I'm in need of some insight into Instagram's engineering when uploading files to Amazon S3. I'm just starting with S3 and I think Instagram is a good model to follow because they upload thousands of images each day. My app is somewhat similar. Users upload images, can delete their own images, and all images are public.
In my project I'm creating objects with a folder prefix to organize uploads for each user. e.g. username/filename
My object URLs look like this:
https://s3.amazonaws.com/my_bucket/username/28c3d2c6ec098bd077d6b9cb5f13869d.jpg
but Instagram:
http://distilleryimage7.s3.amazonaws.com/f4947c1004ca11e2a0c81231380ff428_7.jpg
I'm guessing that distilleryimage7
is the bucket name. I'm not sure what advantage this type of URL has. I'm also guessing that Instagram doesn't use bucket "files" and stores all images in one bucket.
Please share any best practices in S3.
This URL is actually one that is supported by default by S3. For US and most buckets you can do a special DNS resolution which allows you to use either:
http://my_bucket.my_domain.com
With some changs to your own records or:
http://my_bucket.s3.amazonaws.com
If you don't want to change any of your A records (a small primer: http://docs.amazonwebservices.com/AmazonS3/latest/dev/VirtualHosting.html#VirtualHostingCustomURLs).
The advantages of this type of url is of course the common thought of using subodomains for certain assets to make loading faster in the browser.
Of course this is a fix. One used by other sites such as Facebook, Twitter and Youtube is to use a whole different domain for this kind of stuff. This helps since it is a stripped out domain specifically designed for these assets (no cookies should exist on these domains either).
So this isn't really a best practice of S3 but more of web development in general and covers a much wider view of how to program and layout a site in a production environment.

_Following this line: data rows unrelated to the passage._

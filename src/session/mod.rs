//! Authenticated session core: shared HTTP client, rotating cookie jar,
//! cookie-file persistence.

pub mod client;
pub mod error;
pub mod jar;

pub use client::{CONNECT_TIMEOUT, GetOptions, READ_TIMEOUT, SessionClient};
pub use error::SessionError;
pub use jar::RotatingJar;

Yes Instagram would house all files in a huge single bucket, this is most likely the most sane method of doing this and then when you get big you would replicate parts of the buckets and split them across regions and sub regions dependant upon demand or ping them to cloudfront like Vimeo does.
Edit
After reading this further I realised too that Instagram does not house everything in one bucket. A bit weird really, especially since a bucket must be uniquely named across the whole of S3 including other peoples accounts. As such they probably don't use the username directly unless that bucket name hasn't already been taken.
There are huge benefits to doing this though. Like replication per user and cloudfront per user however there are also downsides:
A lot of separate http requests when many users images are shown, fair enough it is all to S3 domain but I am unsure how many subdomains you are allowed for SEO and browsers to take advantage of it (i think 6 in IE6).
Backup and replication can be harder since you would need to do per user not for a single bucket.
Moving buckets to cdn etc can be problematic since you again have to do it per user.
I think I remember seeing a max limit for buckets in S3 so I am unsure how this will scale effectively tbh.